The driver, a 22-year-old woman in an SUV stopped after she struck Turner and her son and was fully cooperative with authorities. They ruled out drugs or alcohol as a contributing factor in the accident.

There are no plans as of yet to make changes to these pedestrian crosswalks on Tennyson Road, according to the California Highway Patrol. The eight crosswalks in Hayward are just an example of the dangers that pedestrians face while walking on the interstate walkways.

According to a Hayward Police Department representative, “We [HPD] do share those crosswalks with the California Highway Patrol. We responded to that specific case initially but we turned that over to CHP.”

The CHP puts out an annual Statewide Integrated Traffic Records System report that gives detailed accounts of incidents involving all vehicle accidents including those that involve pedestrians. According to their most recent report from 2012, there was just one fatal incident involving a pedestrian in Hayward out of 60 total incidents that involved pedestrians being hit by vehicles.

Many neighbors voiced their concern about the crosswalks on Tennyson Road to local leaders as recent as 2013. Hayward resident Maria Villegas lives on Biscayne Avenue in Hayward, directly adjacent to the Interstate 880 Southbound exit on Tennyson Road, and says she has heard and seen such incidents.
“I have lived here for years and we hear accidents all the time. We used to go in the backyard and look over the fence but they happen all the time so we’re kinda used to them,” Villegas said. “People get hit there a lot too but not many die like that poor girl. My neighbor complained to City Hall a few years back but nothing ever happened, and look now what happened to that girl and her baby.”

Since the crosswalks are technically on the Interstate, CHP takes jurisdiction over incidents in those specific portions of the crosswalks, which according to the HPD creates a “confusing” situation at times when it comes to jurisdiction.

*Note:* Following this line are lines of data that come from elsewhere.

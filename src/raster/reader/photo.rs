use std::path::{Path, PathBuf};

use clap::builder::PossibleValue;
use clap::ValueEnum;
use image::imageops::{self, FilterType};
use image::{DynamicImage, RgbImage};

use super::super::Image;
use super::ImageReader;
use crate::color::RGBColorFormat;
use crate::error::Error;

/// Resampling filter used to bring the decoded photo to the target size.
#[derive(Clone, Copy, Debug, Default, PartialEq, Eq)]
pub enum ResizeFilter {
    Nearest,
    Triangle,
    CatmullRom,
    Gaussian,
    #[default]
    Lanczos3,
}

impl ValueEnum for ResizeFilter {
    fn value_variants<'a>() -> &'a [Self] {
        &[
            Self::Nearest,
            Self::Triangle,
            Self::CatmullRom,
            Self::Gaussian,
            Self::Lanczos3,
        ]
    }

    fn to_possible_value(&self) -> Option<PossibleValue> {
        match self {
            Self::Nearest => Some(PossibleValue::new("Nearest")),
            Self::Triangle => Some(PossibleValue::new("Triangle")),
            Self::CatmullRom => Some(PossibleValue::new("CatmullRom")),
            Self::Gaussian => Some(PossibleValue::new("Gaussian")),
            Self::Lanczos3 => Some(PossibleValue::new("Lanczos3")),
        }
    }
}

impl From<ResizeFilter> for FilterType {
    fn from(value: ResizeFilter) -> Self {
        match value {
            ResizeFilter::Nearest => FilterType::Nearest,
            ResizeFilter::Triangle => FilterType::Triangle,
            ResizeFilter::CatmullRom => FilterType::CatmullRom,
            ResizeFilter::Gaussian => FilterType::Gaussian,
            ResizeFilter::Lanczos3 => FilterType::Lanczos3,
        }
    }
}

/// Decodes any raster format known to the `image` crate and resamples it
/// to exactly `width` x `height` truecolor pixels.
pub struct PhotoImageReader {
    path: PathBuf,
    width: u16,
    height: u16,
    filter: ResizeFilter,
}

impl PhotoImageReader {
    pub fn new(path: &Path, width: u16, height: u16, filter: ResizeFilter) -> Self {
        Self {
            path: path.to_owned(),
            width,
            height,
            filter,
        }
    }

    fn path_name(&self) -> String {
        self.path.display().to_string()
    }

    fn decode(&self) -> crate::Result<DynamicImage> {
        if !self.path.exists() {
            return Err(Error::InputFileNotFound(self.path_name()));
        }
        image::ImageReader::open(&self.path)
            .and_then(|reader| reader.with_guessed_format())
            .map_err(|e| Error::UnableToOpenInputFileForReading(self.path_name(), e))?
            .decode()
            .map_err(|e| Error::UnableToDecodeInputImage(self.path_name(), e))
    }

    fn resize(&self, image: &RgbImage) -> RgbImage {
        if image.width() == self.width as u32 && image.height() == self.height as u32 {
            return image.clone();
        }
        imageops::resize(
            image,
            self.width as u32,
            self.height as u32,
            self.filter.into(),
        )
    }
}

impl ImageReader for PhotoImageReader {
    fn read_image(&mut self) -> crate::Result<Image> {
        let decoded = self.decode()?.to_rgb8();
        log::info!(
            "Decoded '{}' with {}x{} pixels",
            self.path_name(),
            decoded.width(),
            decoded.height()
        );
        let resized = self.resize(&decoded);
        log::debug!(
            "Resized to {}x{} using {:?}",
            self.width,
            self.height,
            self.filter
        );
        let dots = resized
            .pixels()
            .map(|pixel| RGBColorFormat::from(*pixel))
            .collect();
        Image::new(self.width, self.height, dots)
    }
}

#[cfg(test)]
mod tests {
    use std::path::{Path, PathBuf};
    use std::{env, fs};

    use image::{Rgb, RgbImage};

    use super::{ImageReader, PhotoImageReader, ResizeFilter};
    use crate::color::RGBColorFormat;
    use crate::error::Error;
    use crate::raster::RowOrder;

    fn temporary_path(file_name: &str) -> PathBuf {
        let mut path = env::temp_dir();
        path.push(format!("rgb565-convert-{}-{}", std::process::id(), file_name));
        path
    }

    fn cleanup(path: &Path) {
        if path.exists() {
            fs::remove_file(path).expect("Deletion of fixture failed");
        }
    }

    #[test]
    fn missing_input_is_reported() {
        let path = temporary_path("does-not-exist.jpg");
        let mut reader = PhotoImageReader::new(&path, 8, 8, ResizeFilter::default());
        match reader.read_image() {
            Err(Error::InputFileNotFound(name)) => assert!(name.contains("does-not-exist.jpg")),
            other => panic!("Expected missing input error, got {:?}", other),
        }
    }

    #[test]
    fn undecodable_input_is_reported() {
        let path = temporary_path("garbage.png");
        fs::write(&path, b"definitely not a png").expect("Writing fixture failed");
        let mut reader = PhotoImageReader::new(&path, 8, 8, ResizeFilter::default());
        let result = reader.read_image();
        cleanup(&path);
        assert!(matches!(result, Err(Error::UnableToDecodeInputImage(_, _))));
    }

    #[test]
    fn resamples_to_target_size() {
        let path = temporary_path("resample.png");
        RgbImage::from_pixel(40, 20, Rgb([10, 200, 30]))
            .save(&path)
            .expect("Writing fixture failed");
        let mut reader = PhotoImageReader::new(&path, 16, 12, ResizeFilter::Nearest);
        let image = reader.read_image();
        cleanup(&path);
        let image = image.expect("Reading fixture failed");
        assert_eq!(image.width(), 16);
        assert_eq!(image.height(), 12);
        assert_eq!(image.number_of_dots(), 16 * 12);
        assert!(image
            .rows(RowOrder::TopDown)
            .flatten()
            .all(|dot| *dot == RGBColorFormat::new(10, 200, 30)));
    }

    #[test]
    fn keeps_row_orientation_of_source() {
        let path = temporary_path("orientation.png");
        let source = RgbImage::from_fn(4, 4, |_, y| {
            if y == 0 {
                Rgb([255, 255, 255])
            } else {
                Rgb([0, 0, 0])
            }
        });
        source.save(&path).expect("Writing fixture failed");
        let mut reader = PhotoImageReader::new(&path, 4, 4, ResizeFilter::Lanczos3);
        let image = reader.read_image();
        cleanup(&path);
        let image = image.expect("Reading fixture failed");
        let top_row = image.rows(RowOrder::TopDown).next().expect("Image has rows");
        assert!(top_row.iter().all(|dot| dot.red == 255));
    }
}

When Turner was hit around 7 p.m. the light directly above the crosswalk was not working and is still not working as of publication.

“I walk to and from school every day and I never see this damn light on,” Chabot College student Miguel Acevedo said, before crossing the street where Turner was struck with her son. “I guess I take my life into my own hands eight times a day on these parts.”

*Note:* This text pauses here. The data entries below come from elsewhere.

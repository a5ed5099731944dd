use std::path::Path;

use log::LevelFilter;
use log4rs::{
    append::console::{ConsoleAppender, Target},
    config::{Appender, Config, Root},
    encode::pattern::PatternEncoder,
};

const CONFIG_FILE: &str = "log4rs.yaml";

#[ctor::ctor]
fn init() {
    if Path::new(CONFIG_FILE).is_file()
        && log4rs::init_file(CONFIG_FILE, Default::default()).is_ok()
    {
        return;
    }
    // stdout is reserved for the conversion result
    let stderr = ConsoleAppender::builder()
        .target(Target::Stderr)
        .encoder(Box::new(PatternEncoder::new("{d(%H:%M:%S)} {l} {t} - {m}{n}")))
        .build();
    let config = Config::builder()
        .appender(Appender::builder().build("stderr", Box::new(stderr)))
        .build(Root::builder().appender("stderr").build(LevelFilter::Warn));
    if let Ok(config) = config {
        let _ = log4rs::init_config(config);
    }
}

pub fn log_header(container: &str, header: &[u8]) {
    fn get_byte_array(bytes: &[u8]) -> Vec<String> {
        bytes.iter().map(|byte| format!("{:02X}", byte)).collect()
    }
    log::debug!(
        "{} header ({} bytes)\n{:?}",
        container,
        header.len(),
        get_byte_array(header)
    );
}
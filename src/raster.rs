use std::slice::ChunksExact;

use crate::color::RGBColorFormat;
use crate::error::Error;

pub mod reader;
pub mod writer;

/// Truecolor pixels, row-major, top row first.
#[derive(Debug)]
pub struct Image {
    width: u16,
    height: u16,
    dots: Vec<RGBColorFormat<u8>>,
}

impl Image {
    pub fn new(width: u16, height: u16, dots: Vec<RGBColorFormat<u8>>) -> crate::Result<Self> {
        if width == 0 || height == 0 {
            return Err(Error::InvalidImageDimensions(width, height));
        }
        let expected_number_of_dots = width as usize * height as usize;
        if dots.len() != expected_number_of_dots {
            return Err(Error::MismatchOfSizeBetweenDimensionsAndPixels(
                expected_number_of_dots,
                dots.len(),
            ));
        }
        Ok(Self {
            width,
            height,
            dots,
        })
    }

    pub fn width(&self) -> u16 {
        self.width
    }

    pub fn height(&self) -> u16 {
        self.height
    }

    pub fn number_of_dots(&self) -> usize {
        self.dots.len()
    }

    pub fn rows(&self, order: RowOrder) -> Rows<'_> {
        Rows {
            chunks: self.dots.chunks_exact(self.width as usize),
            order,
        }
    }
}

/// Order in which a container stores the rows of an image.
#[derive(Clone, Copy, Debug, PartialEq, Eq)]
pub enum RowOrder {
    TopDown,
    BottomUp,
}

pub struct Rows<'a> {
    chunks: ChunksExact<'a, RGBColorFormat<u8>>,
    order: RowOrder,
}

impl<'a> Iterator for Rows<'a> {
    type Item = &'a [RGBColorFormat<u8>];

    fn next(&mut self) -> Option<Self::Item> {
        match self.order {
            RowOrder::TopDown => self.chunks.next(),
            RowOrder::BottomUp => self.chunks.next_back(),
        }
    }

    fn size_hint(&self) -> (usize, Option<usize>) {
        self.chunks.size_hint()
    }
}

impl ExactSizeIterator for Rows<'_> {}
use std::env::args_os;
use std::process::ExitCode;

use rgb565_convert::raster::writer::Container;
use rgb565_convert::{run, CLIParser};

fn main() -> ExitCode {
    let mut cli_parser = CLIParser::for_container(Container::Bmp);
    run(&mut cli_parser, args_os())
}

Turner was doing her normal routine of taking her son to the Weekes Park Hayward Branch Library on Patrick Avenue near Tennyson Road, where she would read to him. She lived in an apartment complex near the library according to her parents.

“Look, the light is still out,” Villegas said, as she pointed to the light above the crosswalk and memorial for Turner from her backyard. “That girl dies and look, they don’t even fix the light. Maybe [the driver] couldn’t see her.”